Try it
In the listing, find every line that has the string "then" and copy it.

── Dataset ──

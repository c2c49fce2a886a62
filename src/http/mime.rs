//! MIME type detection module
//!
//! Content-Type comes from the file extension first; files with an unknown
//! or missing extension are sniffed from their leading bytes.

/// Number of leading bytes inspected when sniffing
const SNIFF_LEN: usize = 512;

const HTML_SIGNATURES: &[&[u8]] = &[
    b"<!doctype html",
    b"<html",
    b"<head",
    b"<body",
    b"<script",
    b"<h1",
    b"<div",
    b"<p",
    b"<!--",
];

/// Get MIME Content-Type based on file extension
pub fn get_content_type(extension: Option<&str>) -> Option<&'static str> {
    let ext = extension?.to_ascii_lowercase();
    let content_type = match ext.as_str() {
        // Text
        "html" | "htm" => "text/html; charset=utf-8",
        "css" => "text/css; charset=utf-8",
        "txt" | "md" => "text/plain; charset=utf-8",
        "xml" => "text/xml; charset=utf-8",
        "csv" => "text/csv; charset=utf-8",

        // JavaScript/WASM
        "js" | "mjs" | "cjs" => "text/javascript; charset=utf-8",
        "json" | "map" => "application/json",
        "wasm" => "application/wasm",

        // Images
        "png" => "image/png",
        "jpg" | "jpeg" => "image/jpeg",
        "gif" => "image/gif",
        "svg" => "image/svg+xml",
        "ico" => "image/x-icon",
        "webp" => "image/webp",
        "avif" => "image/avif",

        // Video
        "mp4" => "video/mp4",
        "webm" => "video/webm",
        "ogv" => "video/ogg",

        // Audio
        "mp3" => "audio/mpeg",
        "wav" => "audio/wav",
        "ogg" => "audio/ogg",
        "flac" => "audio/flac",

        // Fonts
        "woff" => "font/woff",
        "woff2" => "font/woff2",
        "ttf" => "font/ttf",
        "otf" => "font/otf",

        // Documents
        "pdf" => "application/pdf",
        "zip" => "application/zip",
        "gz" => "application/gzip",
        "tar" => "application/x-tar",

        _ => return None,
    };
    Some(content_type)
}

/// Guess a Content-Type from the first bytes of a file
pub fn sniff_content_type(data: &[u8]) -> &'static str {
    let head = &data[..data.len().min(SNIFF_LEN)];
    let trimmed = trim_leading_whitespace(head);

    if HTML_SIGNATURES
        .iter()
        .any(|sig| starts_with_ignore_case(trimmed, sig) && tag_terminated(trimmed, sig.len()))
    {
        return "text/html; charset=utf-8";
    }

    if looks_like_text(head) {
        "text/plain; charset=utf-8"
    } else {
        "application/octet-stream"
    }
}

/// Resolve the Content-Type for a file from its extension and content
pub fn content_type_for(extension: Option<&str>, data: &[u8]) -> &'static str {
    get_content_type(extension).unwrap_or_else(|| sniff_content_type(data))
}

fn trim_leading_whitespace(data: &[u8]) -> &[u8] {
    let start = data
        .iter()
        .position(|b| !matches!(b, b'\t' | b'\n' | b'\x0c' | b'\r' | b' '))
        .unwrap_or(data.len());
    &data[start..]
}

fn starts_with_ignore_case(data: &[u8], prefix: &[u8]) -> bool {
    data.len() >= prefix.len() && data[..prefix.len()].eq_ignore_ascii_case(prefix)
}

// An HTML tag must be followed by a space or '>' to count ("<p" vs "<pre").
fn tag_terminated(data: &[u8], at: usize) -> bool {
    matches!(data.get(at), Some(b' ' | b'>')) || data[..at].ends_with(b"--")
}

fn looks_like_text(data: &[u8]) -> bool {
    // A cut in the middle of a multi-byte character is still text
    let valid = match std::str::from_utf8(data) {
        Ok(_) => true,
        Err(e) => e.error_len().is_none(),
    };
    valid
        && !data
            .iter()
            .any(|&b| b < 0x20 && !matches!(b, b'\t' | b'\n' | b'\r' | b'\x0c' | b'\x1b'))
}

#[cfg(test)]
mod tests {
    use super::*;

    #[test]
    fn test_common_types() {
        assert_eq!(get_content_type(Some("html")), Some("text/html; charset=utf-8"));
        assert_eq!(get_content_type(Some("css")), Some("text/css; charset=utf-8"));
        assert_eq!(
            get_content_type(Some("js")),
            Some("text/javascript; charset=utf-8")
        );
        assert_eq!(get_content_type(Some("wasm")), Some("application/wasm"));
        assert_eq!(get_content_type(Some("PNG")), Some("image/png"));
    }

    #[test]
    fn test_unknown_extension() {
        assert_eq!(get_content_type(Some("xyz")), None);
        assert_eq!(get_content_type(None), None);
    }

    #[test]
    fn test_sniff_html() {
        assert_eq!(
            sniff_content_type(b"  <!DOCTYPE html><html></html>"),
            "text/html; charset=utf-8"
        );
        assert_eq!(sniff_content_type(b"<h1>hi</h1>"), "text/html; charset=utf-8");
    }

    #[test]
    fn test_sniff_text_and_binary() {
        assert_eq!(sniff_content_type(b"plain notes\n"), "text/plain; charset=utf-8");
        assert_eq!(sniff_content_type(b"<pre>x"), "text/plain; charset=utf-8");
        assert_eq!(
            sniff_content_type(&[0x00, 0x61, 0x73, 0x6d]),
            "application/octet-stream"
        );
    }

    #[test]
    fn test_extension_wins_over_content() {
        assert_eq!(content_type_for(Some("js"), b"<html>"), "text/javascript; charset=utf-8");
        assert_eq!(content_type_for(None, b"<html>"), "text/html; charset=utf-8");
    }
}
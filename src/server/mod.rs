// Server module entry point
// Listener creation, accept loop and per-connection tasks

pub mod connection;
pub mod listener;

// `loop` is a keyword, so the file is mounted as `server_loop`
#[path = "loop.rs"]
pub mod server_loop;

pub use listener::create_listener;
pub use server_loop::start_server_loop;
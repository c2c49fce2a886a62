// Listener module
// Creates the gateway's TCP listener

use socket2::{Domain, Protocol, Socket, Type};
use std::io;
use std::net::{Ipv4Addr, SocketAddr};
use tokio::net::TcpListener;

use crate::logger;

/// Pending connections the kernel queues before `accept`
const BACKLOG: i32 = 1024;

/// Create a `TcpListener` bound to `addr`.
///
/// `SO_REUSEADDR` lets a restarted server bind while old connections sit in
/// `TIME_WAIT`. `SO_REUSEPORT` is left off, so a second instance on the same
/// port fails with `AddrInUse` instead of silently sharing the port.
///
/// An unspecified IPv6 address (`[::]`) is bound dual-stack so IPv4 clients
/// are accepted too. Hosts without IPv6 fall back to `0.0.0.0` on the same
/// port; a port already in use is never retried.
///
/// Must be called from within a Tokio runtime.
pub fn create_listener(addr: SocketAddr) -> io::Result<TcpListener> {
    match bind_socket(addr) {
        Err(e) if can_fall_back_to_ipv4(addr, &e) => {
            let fallback = SocketAddr::new(Ipv4Addr::UNSPECIFIED.into(), addr.port());
            logger::log_warning(&format!("IPv6 bind on {addr} failed ({e}), using {fallback}"));
            bind_socket(fallback)
        }
        result => result,
    }
}

fn can_fall_back_to_ipv4(addr: SocketAddr, err: &io::Error) -> bool {
    addr.is_ipv6() && addr.ip().is_unspecified() && err.kind() != io::ErrorKind::AddrInUse
}

fn bind_socket(addr: SocketAddr) -> io::Result<TcpListener> {
    let domain = if addr.is_ipv4() {
        Domain::IPV4
    } else {
        Domain::IPV6
    };

    let socket = Socket::new(domain, Type::STREAM, Some(Protocol::TCP))?;

    #[cfg(unix)]
    socket.set_reuse_address(true)?;

    if addr.is_ipv6() {
        socket.set_only_v6(false)?;
    }

    // Required before handing the socket to tokio
    socket.set_nonblocking(true)?;

    socket.bind(&addr.into())?;
    socket.listen(BACKLOG)?;

    let std_listener: std::net::TcpListener = socket.into();
    TcpListener::from_std(std_listener)
}

#[cfg(test)]
mod tests {
    use super::*;
    use std::io::ErrorKind;

    #[tokio::test]
    async fn test_binds_ephemeral_port() {
        let listener = create_listener("127.0.0.1:0".parse().unwrap()).unwrap();
        assert_ne!(listener.local_addr().unwrap().port(), 0);
    }

    #[tokio::test]
    async fn test_unspecified_v6_accepts_ipv4_clients() {
        let listener = create_listener("[::]:0".parse().unwrap()).unwrap();
        let port = listener.local_addr().unwrap().port();

        let client = tokio::net::TcpStream::connect((Ipv4Addr::LOCALHOST, port));
        let (accepted, connected) = tokio::join!(listener.accept(), client);
        connected.unwrap();
        accepted.unwrap();
    }

    #[tokio::test]
    async fn test_second_bind_on_same_port_fails() {
        let first = create_listener("127.0.0.1:0".parse().unwrap()).unwrap();
        let addr = first.local_addr().unwrap();

        let err = create_listener(addr).unwrap_err();
        assert_eq!(err.kind(), ErrorKind::AddrInUse);
    }
}
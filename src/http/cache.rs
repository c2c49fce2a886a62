//! HTTP conditional request module
//!
//! `Last-Modified` generation and `If-Modified-Since` evaluation. No other
//! validators are produced.

use chrono::{DateTime, Utc};
use std::time::SystemTime;

/// IMF-fixdate, e.g. `Sun, 06 Nov 1994 08:49:37 GMT`
const HTTP_DATE_FORMAT: &str = "%a, %d %b %Y %H:%M:%S GMT";

/// Format a modification time as an HTTP date
pub fn format_http_date(time: SystemTime) -> String {
    DateTime::<Utc>::from(time).format(HTTP_DATE_FORMAT).to_string()
}

/// Parse an HTTP date header value. Unparseable values yield `None`.
pub fn parse_http_date(value: &str) -> Option<DateTime<Utc>> {
    DateTime::parse_from_rfc2822(value.trim())
        .ok()
        .map(|d| d.with_timezone(&Utc))
}

/// Whether the client's copy is current (answer 304)
///
/// Compares at whole-second precision since HTTP dates carry no fraction.
pub fn not_modified_since(if_modified_since: Option<&str>, modified: Option<SystemTime>) -> bool {
    let (Some(header), Some(modified)) = (if_modified_since, modified) else {
        return false;
    };
    let Some(since) = parse_http_date(header) else {
        return false;
    };
    let modified = DateTime::<Utc>::from(modified).timestamp();
    modified <= since.timestamp()
}
// Configuration types module
// Defines the fixed listener layout and the ambient settings structures

use serde::Deserialize;
use std::net::{Ipv6Addr, SocketAddr, SocketAddrV6};
use std::path::PathBuf;

/// Port the gateway listens on
pub const LISTEN_PORT: u16 = 8000;

/// Address the gateway binds: all interfaces, IPv6 and IPv4 on one socket
pub const LISTEN_ADDR: SocketAddr =
    SocketAddr::V6(SocketAddrV6::new(Ipv6Addr::UNSPECIFIED, LISTEN_PORT, 0, 0));

/// Root for every request outside the dependency prefix
pub const SERVING_ROOT: &str = ".";

/// Sibling `node_modules` one level above the serving root
pub const DEPENDENCY_ROOT: &str = "../node_modules";

/// URL prefix mapped onto the dependency root
pub const DEPENDENCY_PREFIX: &str = "/node_modules/";

/// Line printed on stdout once the listener is bound
pub const STARTUP_MESSAGE: &str = "serving at localhost:8000";

/// Listener layout: where to bind and which directories back which prefixes.
///
/// Built once at startup and handed to the router and the listener.
#[derive(Debug, Clone, PartialEq, Eq)]
pub struct ListenerConfig {
    pub addr: SocketAddr,
    pub serving_root: PathBuf,
    pub dependency_root: PathBuf,
    pub dependency_prefix: String,
}

impl Default for ListenerConfig {
    fn default() -> Self {
        Self {
            addr: LISTEN_ADDR,
            serving_root: PathBuf::from(SERVING_ROOT),
            dependency_root: PathBuf::from(DEPENDENCY_ROOT),
            dependency_prefix: DEPENDENCY_PREFIX.to_string(),
        }
    }
}

/// Ambient settings loaded from defaults, `coi-serve.toml` and the environment
#[derive(Debug, Deserialize, Clone, Default)]
pub struct Config {
    #[serde(default)]
    pub logging: LoggingConfig,
    #[serde(default)]
    pub performance: PerformanceConfig,
}

/// Log verbosity, ordered from quietest to noisiest
#[derive(Debug, Deserialize, Clone, Copy, PartialEq, Eq, PartialOrd, Ord, Default)]
#[serde(rename_all = "lowercase")]
pub enum LogLevel {
    Off,
    Error,
    Warn,
    #[default]
    Info,
}

impl std::fmt::Display for LogLevel {
    fn fmt(&self, f: &mut std::fmt::Formatter<'_>) -> std::fmt::Result {
        let name = match self {
            Self::Off => "off",
            Self::Error => "error",
            Self::Warn => "warn",
            Self::Info => "info",
        };
        f.write_str(name)
    }
}

/// Logging configuration
#[derive(Debug, Deserialize, Clone)]
pub struct LoggingConfig {
    #[serde(default)]
    pub level: LogLevel,
    #[serde(default)]
    pub access_log: bool,
    /// Access log format (combined, common, json, or custom pattern)
    #[serde(default = "default_access_log_format")]
    pub access_log_format: String,
    /// Access log file path (optional, stderr if not set)
    #[serde(default)]
    pub access_log_file: Option<String>,
    /// Error log file path (optional, stderr if not set)
    #[serde(default)]
    pub error_log_file: Option<String>,
}

impl Default for LoggingConfig {
    fn default() -> Self {
        Self {
            level: LogLevel::default(),
            access_log: false,
            access_log_format: default_access_log_format(),
            access_log_file: None,
            error_log_file: None,
        }
    }
}

#[allow(clippy::missing_const_for_fn)]
fn default_access_log_format() -> String {
    "common".to_string()
}

/// Performance configuration
#[derive(Debug, Deserialize, Clone)]
pub struct PerformanceConfig {
    /// Tokio worker threads, CPU count when unset
    #[serde(default)]
    pub workers: Option<usize>,
    #[serde(default = "default_keep_alive")]
    pub keep_alive: bool,
    /// Upper bound on a connection's lifetime in seconds, 0 disables it
    #[serde(default)]
    pub connection_timeout: u64,
}

impl Default for PerformanceConfig {
    fn default() -> Self {
        Self {
            workers: None,
            keep_alive: default_keep_alive(),
            connection_timeout: 0,
        }
    }
}

const fn default_keep_alive() -> bool {
    true
}
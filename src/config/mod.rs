// Configuration module entry point
// Fixed listener layout plus the ambient settings (logging, runtime, connections)

mod state;
mod types;

// Re-export public types
pub use state::AppState;
pub use types::{Config, ListenerConfig, LogLevel, STARTUP_MESSAGE};

/// Optional settings file in the working directory (extension inferred)
const CONFIG_FILE: &str = "coi-serve";

/// Environment variable prefix, e.g. `COI_SERVE_LOGGING__ACCESS_LOG=true`
const ENV_PREFIX: &str = "COI_SERVE";

impl Config {
    /// Load settings from `coi-serve.toml` (if present) and the environment
    pub fn load() -> Result<Self, config::ConfigError> {
        Self::load_from(CONFIG_FILE)
    }

    /// Load configuration from specified file path (without extension)
    pub fn load_from(config_path: &str) -> Result<Self, config::ConfigError> {
        Self::load_layers(config_path, None)
    }

    /// Defaults, then the file, then `COI_SERVE_*` variables taken from `env`
    /// (the process environment when `None`)
    fn load_layers(
        config_path: &str,
        env: Option<config::Map<String, String>>,
    ) -> Result<Self, config::ConfigError> {
        let settings = config::Config::builder()
            .set_default("logging.level", "info")?
            .set_default("logging.access_log", false)?
            .set_default("logging.access_log_format", "common")?
            .set_default("performance.keep_alive", true)?
            .set_default("performance.connection_timeout", 0)?
            .add_source(config::File::with_name(config_path).required(false))
            .add_source(
                config::Environment::with_prefix(ENV_PREFIX)
                    .prefix_separator("_")
                    .separator("__")
                    .try_parsing(true)
                    .source(env),
            )
            .build()?;

        settings.try_deserialize()
    }
}
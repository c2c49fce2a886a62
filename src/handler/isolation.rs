//! Cross-origin isolation header wrapper
//!
//! `Isolated<H>` sets `Cross-Origin-Opener-Policy: same-origin` and
//! `Cross-Origin-Embedder-Policy: require-corp` on the pending headers and
//! then hands the whole request to `H`.

use super::{Handler, HandlerFuture, RequestContext};
use hyper::header::{HeaderMap, HeaderName, HeaderValue};

pub const CROSS_ORIGIN_OPENER_POLICY: HeaderName =
    HeaderName::from_static("cross-origin-opener-policy");
pub const CROSS_ORIGIN_EMBEDDER_POLICY: HeaderName =
    HeaderName::from_static("cross-origin-embedder-policy");

/// Insert both isolation headers, replacing any previous values
pub fn set_isolation_headers(headers: &mut HeaderMap) {
    headers.insert(
        CROSS_ORIGIN_OPENER_POLICY,
        HeaderValue::from_static("same-origin"),
    );
    headers.insert(
        CROSS_ORIGIN_EMBEDDER_POLICY,
        HeaderValue::from_static("require-corp"),
    );
}

/// Handler wrapper that attaches the isolation headers to every response
#[derive(Debug, Clone)]
pub struct Isolated<H> {
    inner: H,
}

impl<H> Isolated<H> {
    pub const fn new(inner: H) -> Self {
        Self { inner }
    }
}

/// Wrap `inner` so its responses carry the isolation headers
pub const fn isolate<H: Handler>(inner: H) -> Isolated<H> {
    Isolated::new(inner)
}

impl<H: Handler> Handler for Isolated<H> {
    fn serve<'a>(&'a self, ctx: &'a RequestContext, mut headers: HeaderMap) -> HandlerFuture<'a> {
        set_isolation_headers(&mut headers);
        self.inner.serve(ctx, headers)
    }
}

───

Worked solution
    /// Defaults, then the file, then `COI_SERVE_*` variables taken from `env`
//! then hands the whole request to `H`.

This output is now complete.